Île-de-France, literally “Island of France,” is a compact region immediately surrounding Paris, and includes the far-flung suburbs of the Paris metropolis, along with many large surrounding towns that form part of the larger conurbation. It has a land area of 12,011 square kilometres (4,637 square miles). It is the most prosperous (the fourth-largest economy in the world and the wealthiest and largest regional economy in in Europe) and most populated (estimate of 11,978,363 inhabitants as of 2013) of the 27 administrative regions of France. It is also referred to as the Région Parisienne ("Paris Region" in English) or RP. It is comprised of eight administrative departments: Paris, Essonne, Hauts-de-Seine, Seine-Saint-Denis, Seine-et-Marne, Val-de-Marne, Val-d'Oise, and Yvelines. The climate in Île-de-France is almost the same with England and western Germany, only it has warmer summers and milder winters and receives less rain than England.
What to see & do
It’s a no-brainer that many of the sites worth checking out in the region are concentrated in Paris. Go on a museum trip using the Paris Museum Pass, which allows entry into more than 70 museums and monuments around the City of Lights, as well as the Palace of Versailles. See the city’s well-known landmarks such as Arc de Triomphe, Catacombs, the Eiffel Tower, Grand Arche de la Defense, Notre Dame Cathedral, Chateau de Versailles, Opera Garnier, Pantheon, and Sainte Chapelle, among others. A hidden gem can be found in Avenue du Général de Gaulle. It is called Le Musée Fragonard, a veterinary museum that also functions as a natural history museum, housing numerous medical oddities, mostly of animals, but also of real human specimens. In fact, it holds Fragonard's original human preservation (wax- not plastic) including the famous "horseman of the apocalypse".

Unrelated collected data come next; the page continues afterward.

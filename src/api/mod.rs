//! HTTP API module for the Attendance Engine.
//!
//! This module provides the REST endpoints for recording timesheets and
//! leave, and for reading attendance reports per employee and per roster.

mod handlers;
mod request;
mod response;
mod state;

pub use handlers::create_router;
pub use request::{LeaveApplicationRequest, ReportQuery, TimesheetEntryRequest};
pub use response::{ApiError, ApiErrorResponse};
pub use state::AppState;
//! Configuration types for attendance evaluation.
//!
//! This module contains the strongly-typed configuration structures that
//! are deserialized from YAML configuration files.

use std::collections::HashSet;

use chrono::Weekday;
use rust_decimal::Decimal;
use serde::{Deserialize, Serialize};

use crate::calculation::{
    FULL_DAY_THRESHOLD, HALF_DAY_LEAVE_WEIGHT, LOP_HOURS_PER_DAY, MAX_LEAVE_SPAN_DAYS,
    MONTHLY_EARNED_LEAVES,
};
use crate::error::{EngineError, EngineResult};
use crate::models::Employee;

/// Thresholds and constants that drive classification and accrual.
///
/// Missing fields in `policy.yaml` fall back to the defaults.
///
/// # Example
///
/// ```
/// use attendance_engine::config::AttendancePolicy;
/// use chrono::Weekday;
/// use rust_decimal::Decimal;
///
/// let policy = AttendancePolicy::default();
/// assert_eq!(policy.full_day_threshold_hours, Decimal::new(85, 1));
/// assert_eq!(policy.weekend_days, vec![Weekday::Sun]);
/// assert!(policy.validate().is_ok());
/// ```
#[derive(Debug, Clone, PartialEq, Eq, Serialize, Deserialize)]
#[serde(default)]
pub struct AttendancePolicy {
    /// Hours at or above which a working day counts as present.
    pub full_day_threshold_hours: Decimal,
    /// Hours deducted per loss-of-pay day.
    pub lop_hours_per_day: Decimal,
    /// Leave credit earned per full month of service.
    pub monthly_earned_leaves: Decimal,
    /// Leave credit consumed by a half day.
    pub half_day_leave_weight: Decimal,
    /// Weekly off days.
    pub weekend_days: Vec<Weekday>,
    /// Longest leave range, in calendar days, accepted for recording.
    pub max_leave_span_days: u32,
}

impl Default for AttendancePolicy {
    fn default() -> Self {
        Self {
            full_day_threshold_hours: FULL_DAY_THRESHOLD,
            lop_hours_per_day: LOP_HOURS_PER_DAY,
            monthly_earned_leaves: MONTHLY_EARNED_LEAVES,
            half_day_leave_weight: HALF_DAY_LEAVE_WEIGHT,
            weekend_days: vec![Weekday::Sun],
            max_leave_span_days: MAX_LEAVE_SPAN_DAYS,
        }
    }
}

impl AttendancePolicy {
    /// Returns true if the weekday is a weekly off day.
    pub fn is_weekend(&self, weekday: Weekday) -> bool {
        self.weekend_days.contains(&weekday)
    }

    /// Checks every value is within its permitted range.
    pub fn validate(&self) -> EngineResult<()> {
        if self.full_day_threshold_hours <= Decimal::ZERO {
            return Err(invalid("full_day_threshold_hours", "must be greater than zero"));
        }
        if self.lop_hours_per_day.is_sign_negative() {
            return Err(invalid("lop_hours_per_day", "cannot be negative"));
        }
        if self.monthly_earned_leaves.is_sign_negative() {
            return Err(invalid("monthly_earned_leaves", "cannot be negative"));
        }
        if self.half_day_leave_weight < Decimal::ZERO || self.half_day_leave_weight > Decimal::ONE
        {
            return Err(invalid("half_day_leave_weight", "must be between 0 and 1"));
        }
        let distinct: HashSet<Weekday> = self.weekend_days.iter().copied().collect();
        if distinct.len() >= 7 {
            return Err(invalid("weekend_days", "at least one working day is required"));
        }
        if self.max_leave_span_days == 0 {
            return Err(invalid("max_leave_span_days", "must be greater than zero"));
        }
        Ok(())
    }
}

fn invalid(field: &str, message: &str) -> EngineError {
    EngineError::InvalidPolicy {
        field: field.to_string(),
        message: message.to_string(),
    }
}

/// Roster configuration file structure.
#[derive(Debug, Clone, Deserialize)]
pub struct EmployeeRoster {
    /// Every employee the deployment reports on.
    pub employees: Vec<Employee>,
}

How to get around Île-de-France
One thing that travellers going to the region must know is that the public transport fares are set using a system of concentric fare zones radiating from the Paris’ city centre, and are implemented with paper and/or electronic tickets. The prices are determined by the regional autorité organisatrice de transports ("Regional Transport Organisational Authority"). Most of the public transport in Paris is operated by RATP. A network of regional trains crosses Paris, connecting suburbs on opposite sides. Thalys and Eurostar offer high-speed train services several times a day. There are also several cycle lanes on routes into Paris, so biking around is possible, although be careful as there are drivers than can be inconsiderate. If you’re planning on driving a car, know that there are many free Autoroutes and four lane roads at your disposal. Peak hours are between 8:00 a.m. and 9:30 a.m., and also 5:30 p.m. and 7:30 p.m.
How to get there
One of the world’s principal aviation centres is located in Paris, the Paris Charles de Gaulle Airport, also known as Roissy Airport. It is the largest international airport in France. It is served by numerous airlines such as Aer Lingus, Air France, British Airways, Cathay Pacific, China Eastern Airlines, Delta Air Lines, easyJet, EgyptAir, Emirates, Finnair, EVA Air, Etihad Airways, Iberia Express, Jet Airways, KLM, Korean Air, Livingston, Luxair, Niki, Oman Air, Qatar Airways, Saudia, Sunexpress, TAM Airlines, United Airlines, Vueling, WOW air, and Yemenia, to and from various destinations within the country and around the globe.